A dedicated small object detection layer is introduced to optimize the interaction mechanism between high-resolution shallow features and deep semantic features. This design is shown to effectively improve the model’s generalization learning capability for targets of varying scales, particularly extremely small objects, in aerial imagery.

(4)

A Focaler-ECIoU loss function with a dynamic focus mechanism is proposed, incorporating a task-adaptive sample contribution adjustment strategy. This loss function is demonstrated to enable rapid convergence in bounding box regression while ensuring precise localization, further boosting detection accuracy.

The remaining parts of this study are presented in the following order. Section 2 introduces the framework design and improvement method of the whole model.

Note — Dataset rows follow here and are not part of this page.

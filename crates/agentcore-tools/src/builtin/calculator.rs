// Copyright (c) 2024-2026 Martin Schröder <info@swedishembedded.com>
//
// SPDX-License-Identifier: Apache-2.0
use async_trait::async_trait;
use serde_json::Value;

use agentcore_model::tool::{ParameterType, Tool as ToolSchema, ToolParameter};

use crate::executor::ToolImplementation;

/// Evaluates a single arithmetic expression in-process: `+ - * / %` with
/// parentheses and unary minus, `f64` throughout, checked against division
/// by zero and NaN/infinite results.
#[derive(Default)]
pub struct CalculatorTool;

#[async_trait]
impl ToolImplementation for CalculatorTool {
    fn schema(&self) -> ToolSchema {
        ToolSchema::new(
            "calculator",
            "Evaluate an arithmetic expression, e.g. '(2 + 3) * 4 / 2'.",
            vec![ToolParameter::required("expression", ParameterType::String, "arithmetic expression")],
        )
    }

    async fn call(&self, args: Value) -> Result<String, String> {
        let expr = args["expression"].as_str().unwrap_or_default();
        evaluate(expr).map(|v| v.to_string())
    }
}

/// Recursive-descent evaluator over `+ - * / % ( )` and unary `-`.
fn evaluate(expr: &str) -> Result<f64, String> {
    let tokens = tokenize(expr)?;
    let mut parser = Parser { tokens: &tokens, pos: 0 };
    let value = parser.parse_expr()?;
    if parser.pos != parser.tokens.len() {
        return Err(format!("unexpected trailing input at token {}", parser.pos));
    }
    if value.is_nan() || value.is_infinite() {
        return Err("result is not a finite number".to_string());
    }
    Ok(value)
}

#[derive(Debug, Clone, PartialEq)]
enum Token {
    Number(f64),
    Plus,
    Minus,
    Star,
    Slash,
    Percent,
    LParen,
    RParen,
}

fn tokenize(expr: &str) -> Result<Vec<Token>, String> {
    let mut tokens = Vec::new();
    let chars: Vec<char> = expr.chars().collect();
    let mut i = 0;
    while i < chars.len() {
        let c = chars[i];
        match c {
            ' ' | '\t' | '\n' => i += 1,
            '+' => { tokens.push(Token::Plus); i += 1; }
            '-' => { tokens.push(Token::Minus); i += 1; }
            '*' => { tokens.push(Token::Star); i += 1; }
            '/' => { tokens.push(Token::Slash); i += 1; }
            '%' => { tokens.push(Token::Percent); i += 1; }
            '(' => { tokens.push(Token::LParen); i += 1; }
            ')' => { tokens.push(Token::RParen); i += 1; }
            '0'..='9' | '.' => {
                let start = i;
                while i < chars.len() && (chars[i].is_ascii_digit() || chars[i] == '.') {
                    i += 1;
                }
                let text: String = chars[start..i].iter().collect();
                let n: f64 = text.parse().map_err(|_| format!("invalid number literal '{text}'"))?;
                tokens.push(Token::Number(n));
            }
            other => return Err(format!("unexpected character '{other}'")),
        }
    }
    Ok(tokens)
}

struct Parser<'a> {
    tokens: &'a [Token],
    pos: usize,
}

impl<'a> Parser<'a> {
    fn peek(&self) -> Option<&Token> {
        self.tokens.get(self.pos)
    }

    fn parse_expr(&mut self) -> Result<f64, String> {
        let mut value = self.parse_term()?;
        loop {
            match self.peek() {
                Some(Token::Plus) => { self.pos += 1; value += self.parse_term()?; }
                Some(Token::Minus) => { self.pos += 1; value -= self.parse_term()?; }
                _ => break,
            }
        }
        Ok(value)
    }

    fn parse_term(&mut self) -> Result<f64, String> {
        let mut value = self.parse_unary()?;
        loop {
            match self.peek() {
                Some(Token::Star) => { self.pos += 1; value *= self.parse_unary()?; }
                Some(Token::Slash) => {
                    self.pos += 1;
                    let rhs = self.parse_unary()?;
                    if rhs == 0.0 {
                        return Err("division by zero".to_string());
                    }
                    value /= rhs;
                }
                Some(Token::Percent) => {
                    self.pos += 1;
                    let rhs = self.parse_unary()?;
                    if rhs == 0.0 {
                        return Err("division by zero".to_string());
                    }
                    value %= rhs;
                }
                _ => break,
            }
        }
        Ok(value)
    }

    fn parse_unary(&mut self) -> Result<f64, String> {
        if let Some(Token::Minus) = self.peek() {
            self.pos += 1;
            return Ok(-self.parse_unary()?);
        }
        if let Some(Token::Plus) = self.peek() {
            self.pos += 1;
            return self.parse_unary();
        }
        self.parse_atom()
    }

    fn parse_atom(&mut self) -> Result<f64, String> {
        match self.peek() {
            Some(Token::Number(n)) => { let n = *n; self.pos += 1; Ok(n) }
            Some(Token::LParen) => {
                self.pos += 1;
                let value = self.parse_expr()?;
                match self.peek() {
                    Some(Token::RParen) => { self.pos += 1; Ok(value) }
                    _ => Err("expected closing parenthesis".to_string()),
                }
            }
            Some(other) => Err(format!("unexpected token {other:?}")),
            None => Err("unexpected end of expression".to_string()),
        }
    }
}

#[cfg(test)]
mod tests {
    use super::*;

    #[tokio::test]
    async fn evaluates_operator_precedence() {
        let t = CalculatorTool;
        let out = t.call(serde_json::json!({"expression": "2 + 3 * 4"})).await.unwrap();
        assert_eq!(out, "14");
    }

    #[tokio::test]
    async fn evaluates_parentheses() {
        let t = CalculatorTool;
        let out = t.call(serde_json::json!({"expression": "(2 + 3) * 4"})).await.unwrap();
        assert_eq!(out, "20");
    }

    #[tokio::test]
    async fn evaluates_unary_minus() {
        let t = CalculatorTool;
        let out = t.call(serde_json::json!({"expression": "-5 + 10"})).await.unwrap();
        assert_eq!(out, "5");
    }

    #[tokio::test]
    async fn division_by_zero_is_an_error() {
        let t = CalculatorTool;
        let err = t.call(serde_json::json!({"expression": "1 / 0"})).await.unwrap_err();
        assert!(err.contains("division by zero"));
    }

    #[tokio::test]
    async fn malformed_expression_is_an_error() {
        let t = CalculatorTool;
        let err = t.call(serde_json::json!({"expression": "2 + * 3"})).await.unwrap_err();
        assert!(!err.is_empty());
    }

    #[tokio::test]
    async fn trailing_garbage_is_rejected() {
        let t = CalculatorTool;
        let err = t.call(serde_json::json!({"expression": "2 + 2) "})).await.unwrap_err();
        assert!(err.contains("trailing"));
    }
}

Section 3 details the experimental design as well as the analysis of the results, and Section 4 concludes the research content of this paper.

2. Proposed Methods

2.1. Overview of the Proposed Methods

Building upon the YOLOv8n architecture, we propose DDF-YOLO, a lightweight object detection framework specifically designed to address the challenges of UAV imagery, such as high object density, significant scale variation, and complex background clutter. As illustrated in Figure 1, our enhancements are integrated into the backbone, neck, and head components. The subsequent subsections provide a detailed elaboration on each key improvement: Section 2.2 introduces the deformable feature extraction module (C2f-DCNv4) in the backbone network; Section 2.3 details the dynamic upsampling mechanism (DySample) in the neck network; Section 2.4 describes the hierarchical detection head with an added dedicated layer for small objects; and Section 2.5 explains the composite loss function design (Focaler-ECIoU).

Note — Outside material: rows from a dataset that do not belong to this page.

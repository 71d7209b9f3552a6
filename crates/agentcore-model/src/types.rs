// Copyright (c) 2024-2026 Martin Schröder <info@swedishembedded.com>
//
// SPDX-License-Identifier: MIT
use serde::{Deserialize, Serialize};

// ─── Message types ────────────────────────────────────────────────────────────

/// A single message in the conversation history.
#[derive(Debug, Clone, Serialize, Deserialize)]
pub struct Message {
    pub role: Role,
    pub content: MessageContent,
}

impl Message {
    pub fn system(text: impl Into<String>) -> Self {
        Self { role: Role::System, content: MessageContent::Text(text.into()) }
    }

    pub fn user(text: impl Into<String>) -> Self {
        Self { role: Role::User, content: MessageContent::Text(text.into()) }
    }

    pub fn assistant(text: impl Into<String>) -> Self {
        Self { role: Role::Assistant, content: MessageContent::Text(text.into()) }
    }

    pub fn tool_result(id: impl Into<String>, content: impl Into<String>) -> Self {
        Self {
            role: Role::Tool,
            content: MessageContent::ToolResult { tool_call_id: id.into(), content: content.into() },
        }
    }

    /// Return the plain text of this message, if it carries one.
    pub fn as_text(&self) -> Option<&str> {
        match &self.content {
            MessageContent::Text(t) => Some(t),
            _ => None,
        }
    }

    /// Approximate token count used for context management, using a
    /// 4-chars-per-token heuristic.
    pub fn approx_tokens(&self) -> usize {
        let chars = match &self.content {
            MessageContent::Text(t) => t.len(),
            MessageContent::ToolCall { function, .. } => function.name.len() + function.arguments.len(),
            MessageContent::ToolResult { content, .. } => content.len(),
        };
        (chars / 4).max(1)
    }
}

#[derive(Debug, Clone, PartialEq, Eq, Serialize, Deserialize)]
#[serde(rename_all = "lowercase")]
pub enum Role {
    System,
    User,
    Assistant,
    Tool,
}

/// The content of a message.
///
/// - `Text` – simple string (most messages)
/// - `ToolCall` – the assistant requests a tool invocation
/// - `ToolResult` – the result of a tool call
#[derive(Debug, Clone, Serialize, Deserialize)]
#[serde(untagged)]
pub enum MessageContent {
    Text(String),
    ToolCall {
        tool_call_id: String,
        function: FunctionCall,
    },
    ToolResult {
        tool_call_id: String,
        content: String,
    },
}

#[derive(Debug, Clone, Serialize, Deserialize)]
pub struct FunctionCall {
    pub name: String,
    /// JSON-encoded argument object
    pub arguments: String,
}

/// A tool schema provided to the model.
#[derive(Debug, Clone, Serialize, Deserialize)]
pub struct ToolSchema {
    pub name: String,
    pub description: String,
    /// JSON Schema of the parameters object
    pub parameters: serde_json::Value,
}

/// Request sent to a model provider.
#[derive(Debug, Clone, Default)]
pub struct CompletionRequest {
    pub messages: Vec<Message>,
    pub tools: Vec<ToolSchema>,
    pub stream: bool,
    /// Wire-level `function_call`/`tool_choice` override. `tools` stays
    /// populated regardless of this value — only tool *selection* is
    /// constrained, e.g. `Some("none")` disallows invocation without
    /// removing the schemas from the request.
    pub function_call: Option<serde_json::Value>,
}

/// A single streamed event from the model.
#[derive(Debug, Clone)]
pub enum ResponseEvent {
    /// A text delta streamed from the model
    TextDelta(String),
    /// The model wants to call a tool
    ToolCall {
        id: String,
        name: String,
        /// Accumulated JSON arguments (may arrive across multiple deltas)
        arguments: String,
    },
    /// Final usage statistics
    Usage {
        input_tokens: u32,
        output_tokens: u32,
        /// Tokens served from the provider's prompt cache (read hit).
        cache_read_tokens: u32,
        /// Tokens written into the provider's prompt cache (write/creation).
        cache_write_tokens: u32,
    },
    /// The stream finished normally
    Done,
    /// A recoverable error (non-fatal warning)
    Error(String),
}

/// Token usage from one turn.
#[derive(Debug, Clone, Default)]
pub struct Usage {
    pub input_tokens: u32,
    pub output_tokens: u32,
    /// Tokens served from the provider's prompt cache (read hit).
    pub cache_read_tokens: u32,
    /// Tokens written into the provider's prompt cache (write/creation).
    pub cache_write_tokens: u32,
}

// ─── Unit tests ──────────────────────────────────────────────────────────────

#[cfg(test)]
mod tests {
    use super::*;

    #[test]
    fn message_user_sets_role_and_text() {
        let m = Message::user("hello");
        assert_eq!(m.role, Role::User);
        assert_eq!(m.as_text(), Some("hello"));
    }

    #[test]
    fn message_assistant_sets_role_and_text() {
        let m = Message::assistant("reply");
        assert_eq!(m.role, Role::Assistant);
        assert_eq!(m.as_text(), Some("reply"));
    }

    #[test]
    fn message_system_sets_role_and_text() {
        let m = Message::system("prompt");
        assert_eq!(m.role, Role::System);
        assert_eq!(m.as_text(), Some("prompt"));
    }

    #[test]
    fn message_tool_result_sets_role_and_content() {
        let m = Message::tool_result("id-1", "output");
        assert_eq!(m.role, Role::Tool);
        assert!(m.as_text().is_none(), "tool_result has no text accessor");
        match &m.content {
            MessageContent::ToolResult { tool_call_id, content } => {
                assert_eq!(tool_call_id, "id-1");
                assert_eq!(content, "output");
            }
            _ => panic!("wrong content variant"),
        }
    }

    #[test]
    fn as_text_returns_none_for_tool_call_content() {
        let m = Message {
            role: Role::Assistant,
            content: MessageContent::ToolCall {
                tool_call_id: "x".into(),
                function: FunctionCall { name: "f".into(), arguments: "{}".into() },
            },
        };
        assert!(m.as_text().is_none());
    }

    // ── Token approximation ───────────────────────────────────────────────────

    #[test]
    fn approx_tokens_text_divides_by_four() {
        let m = Message::user("12345678");
        assert_eq!(m.approx_tokens(), 2);
    }

    #[test]
    fn approx_tokens_minimum_is_one() {
        let m = Message::user("hi");
        assert_eq!(m.approx_tokens(), 1);
    }

    #[test]
    fn approx_tokens_empty_text_is_one() {
        let m = Message::user("");
        assert_eq!(m.approx_tokens(), 1);
    }

    #[test]
    fn approx_tokens_tool_call_uses_name_plus_args() {
        let m = Message {
            role: Role::Assistant,
            content: MessageContent::ToolCall {
                tool_call_id: "id".into(),
                function: FunctionCall {
                    name: "aaaa".into(),       // 4 chars
                    arguments: "bbbbbbbb".into(), // 8 chars
                },
            },
        };
        // 12 chars / 4 = 3 tokens
        assert_eq!(m.approx_tokens(), 3);
    }

    #[test]
    fn approx_tokens_tool_result_uses_content() {
        let m = Message::tool_result("id", "1234567890123456"); // 16 chars → 4 tokens
        assert_eq!(m.approx_tokens(), 4);
    }

    // ── Serialisation round-trip ──────────────────────────────────────────────

    #[test]
    fn message_serialises_and_deserialises() {
        let original = Message::user("test payload");
        let json = serde_json::to_string(&original).unwrap();
        let decoded: Message = serde_json::from_str(&json).unwrap();
        assert_eq!(decoded.role, Role::User);
        assert_eq!(decoded.as_text(), Some("test payload"));
    }

    #[test]
    fn tool_schema_serialises_correctly() {
        let ts = ToolSchema {
            name: "my_tool".into(),
            description: "desc".into(),
            parameters: serde_json::json!({ "type": "object" }),
        };
        let json = serde_json::to_string(&ts).unwrap();
        assert!(json.contains("my_tool"));
        assert!(json.contains("desc"));
    }
}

The data flow within DDF-YOLO can be summarized as follows:

(1)

The input image is processed by the enhanced Backbone, where C2f-DCNv4 modules at specific stages extract features with adaptive receptive fields, particularly beneficial for irregular objects. The Backbone generates multi-scale features {P3, P4, P5} that are fed into the Neck.

(2)

In the top-down path of the Neck, features are upsampled using DySample, merged with lateral connections, and refined through convolutional blocks.

(3)

The dedicated small-object detection layer incorporates high-resolution features from the Backbone’s earlier layers and processes them through the detection head.

(4)

The output features from the Neck are fed into the Head for final prediction, with bounding box regression optimized using Focaler-ECIoU Loss.

2.2. C2f-DCNv4

A key challenge in UAV detection is the dramatic size variation among targets, with objects ranging from large trucks to tiny pedestrians. Conventional convolutions using fixed rectangular structures can only handle irregular deformations in the sensory field in a basic way, which can result in the incorrect extraction of target feature information. We introduce the latest deformable convolution, DCNv4 (see Figure 2), which uses a 3 × 3 convolution kernel that dynamically adjusts the extraction of input features based on offset prediction. It also interpolates the connection of nine samples in different channels to produce outputs consistent with the size of the input. This effectively improves the accuracy of detecting irregular contours and targets of different sizes.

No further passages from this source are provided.